España contra el turismo: ¿Nos disparamos al pie?

La prosperidad económica que ha generado el crecimiento de turismo se ve ahora amenazada por los movimientos intervencionistas.

Pocas veces un sector dio tanto a una sociedad como el turismo ha dado a España. Es nuestra puerta al mundo, nuestra pista de despegue, nuestro velero bergantín.

En el preludio del siglo XXI, los desarrollos descentralizados de la era digital trajeron una verdadera sorpresa para el sector turístico. De la noche a la mañana cualquier familia con un poco de ahorro podía volverse empresaria del turismo y participar de los beneficios del sector con apenas algo de esfuerzo ahorrador, un teléfono celular y una aplicación que permite compartir tu casa con otros. En un país en el que el ahorro de las familias se materializa principalmente en cemento y ladrillo debido a las mil y una trabas al ahorro y la inversión, en la que el 77% de las familias tienen casa propia, de las cuales el 22% tienen más de una vivienda, la aparición de las plataformas para compartir tu casa con otros supusieron la democratización del turismo.

El viento de la sharing economy soplaba en popa y nuestro país iba a toda vela. Parecía que surcábamos los mares rumbo a El Dorado, a nuestro Xanadú, a un mundo con el que habíamos soñado pero que creíamos inalcanzable. En esa travesía andábamos cuando una mezcla de resentimiento, envidia, colectivismo y conservadurismo, creó unos vientos capaces de zozobrar este bergantín. Por un lado, la progresía mira con desdén a la España turística, a las familias que se volvieron empresarias aprovechando la oportunidad que nos dio la naturaleza para prosperar. Viven el glamour social que posibilita los rendimientos del turismo pero lo critican como si fuera una losa para el arte, la cultura y el florecimiento humano.

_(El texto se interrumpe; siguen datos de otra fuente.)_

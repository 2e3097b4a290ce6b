//! Delete Confirm Button Component
//!
//! Reusable inline delete confirmation button with confirm/cancel actions.

use leptos::prelude::*;

/// Inline delete confirmation button
///
/// Shows the label initially. When clicked, shows "Delete?" with ✓/✗ buttons.
///
/// # Arguments
/// * `button_class` - CSS class for the initial delete button
/// * `label` - Text of the initial button
/// * `on_confirm` - Callback to execute when user confirms deletion
#[component]
pub fn DeleteConfirmButton(
    #[prop(into)] button_class: String,
    #[prop(into, default = "Delete".to_string())] label: String,
    #[prop(into)] on_confirm: Callback<()>,
) -> impl IntoView {
    let (confirm_delete, set_confirm_delete) = signal(false);

    view! {
        <Show when=move || !confirm_delete.get()>
            <button
                class=button_class.clone()
                on:click=move |ev| {
                    ev.stop_propagation();
                    set_confirm_delete.set(true);
                }
            >
                {label.clone()}
            </button>
        </Show>
        <Show when=move || confirm_delete.get()>
            <span class="delete-confirm">
                <span class="delete-confirm-text">"Delete?"</span>
                <button
                    class="confirm-btn"
                    on:click=move |ev| {
                        ev.stop_propagation();
                        set_confirm_delete.set(false);
                        on_confirm.run(());
                    }
                >
                    "✓"
                </button>
                <button
                    class="cancel-btn"
                    on:click=move |ev| {
                        ev.stop_propagation();
                        set_confirm_delete.set(false);
                    }
                >
                    "✗"
                </button>
            </span>
        </Show>
    }
}
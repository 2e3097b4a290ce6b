//! Pages
//!
//! One component per route. Each loads its own data on mount and again
//! whenever [`AppContext::reload`](crate::context::AppContext::reload) fires.

mod dashboard;
mod edit_query;
mod queries;
mod query_detail;

pub use dashboard::DashboardPage;
pub use edit_query::EditQueryPage;
pub use queries::QueriesPage;
pub use query_detail::QueryDetailPage;

use leptos::prelude::*;
use leptos::task::spawn_local;
use reactive_stores::Store;
use tracing::{debug, error};
use visibility_core::actions::{self, LoadGeneration, DELETE_FAILED};
use visibility_core::model::QueryId;
use visibility_core::Route;

use crate::commands::alert;
use crate::context::{use_app_context, AppContext};
use crate::store::{store_set_dashboard, store_set_error, DashboardState, DashboardStore};

const DASHBOARD_LOAD_FAILED: &str = "Failed to load dashboard";

/// Create the dashboard store, provide it, and keep it loaded.
///
/// Responses to a superseded load are dropped.
fn provide_dashboard_store() -> DashboardStore {
    let ctx = use_app_context();
    let store = Store::new(DashboardState::default());
    provide_context(store);
    let generation = StoredValue::new(LoadGeneration::new());

    Effect::new(move |_| {
        let _ = ctx.reload_trigger.get();
        let ticket = generation.with_value(LoadGeneration::begin);
        spawn_local(async move {
            let loaded = actions::load_dashboard(&ctx.api()).await;
            if !generation.with_value(|g| g.is_current(ticket)) {
                debug!("stale dashboard load dropped");
                return;
            }
            match loaded {
                Ok(data) => store_set_dashboard(&store, data),
                Err(e) => {
                    error!(error = %e, "dashboard load failed");
                    store_set_error(&store, e.user_message(DASHBOARD_LOAD_FAILED));
                }
            }
        });
    });
    on_cleanup(move || generation.with_value(LoadGeneration::cancel));

    store
}

/// Delete a query and show the refreshed list and stats
fn delete_and_refresh(ctx: AppContext, store: DashboardStore, id: QueryId) {
    spawn_local(async move {
        match actions::delete_query(&ctx.api(), &id).await {
            Ok(data) => store_set_dashboard(&store, data),
            Err(e) => {
                error!(query = %id, error = %e, "delete failed");
                alert(&e.user_message(DELETE_FAILED));
            }
        }
    });
}

#[component]
pub fn NotFoundPage() -> impl IntoView {
    view! {
        <div class="empty-state">
            <h2>"Page not found"</h2>
            <a class="btn" href=Route::Dashboard.href()>"Back to dashboard"</a>
        </div>
    }
}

Los conservadores, por su lado, añoran el paisaje como creen que fue un día de una década imprecisa, tranquila y estable, y quieren vivir en ese pasado soleado pero con los beneficios generados a la sombra de los hoteles y los apartamentos. Comparten fotos de la belleza natural en sus redes, pero les molesta que otros la vivan en carne y hueso.

La envidia y el resentimiento se camuflaron de superioridad moral y así surgió el movimiento turismofóbico. Las manifestaciones de unos miles de radicales contra los núcleos turísticos y sus usuarios dieron la vuelta al mundo y las iniciativas contra las viviendas vacacionales inspiradas en las ideas de partidos como Sumar y Podemos surgieron como setas. En los dos archipiélagos, estos hongos letales para la prosperidad de la clase media encontraron tierra fértil en esas comunidades insulares en las que el Partido Popular es responsable de las consejerías de turismo.

Los argumentos de este movimiento ludita del sector terciario, que une al intervencionismo de izquierda con el de derecha, son un cóctel de agotamiento de los recursos, pérdida de valores culturales y, sobre todo, depredación del territorio. El miedo al cambio no es patrimonio de ninguna ideología.

El turismo genera con creces los recursos que consume. Las primeras desaladoras de nuestro país, que tanto gustan a quienes critican los trasvases de agua, surgieron para y por el turismo. La regeneración de una costa española a la que toda España vertía sus miserias ha encontrado su mayor acicate en los likes y dislikes de los turistas. Nuestro país siempre se vendió como different y las tradiciones españolas nunca fueron más admiradas por los foráneos que en la era del turismo.

Si alguien conoce un sector que dé tanto a cambio de tan poco, izemos el trinquete, timoneémos y pongamos rumbo a ese nuevo Dorado. Pero, hasta entonces, enfoquémonos en atender a los turistas con el respeto que se merecen, haciendo gala de lo hospitalarios que hemos sido, dejemos de legislar en beneficio exclusivo de quienes tienen mucho capital y colaboremos entre la mayoría de españoles silenciosa en desarmar las patrañas de los turismofóbicos.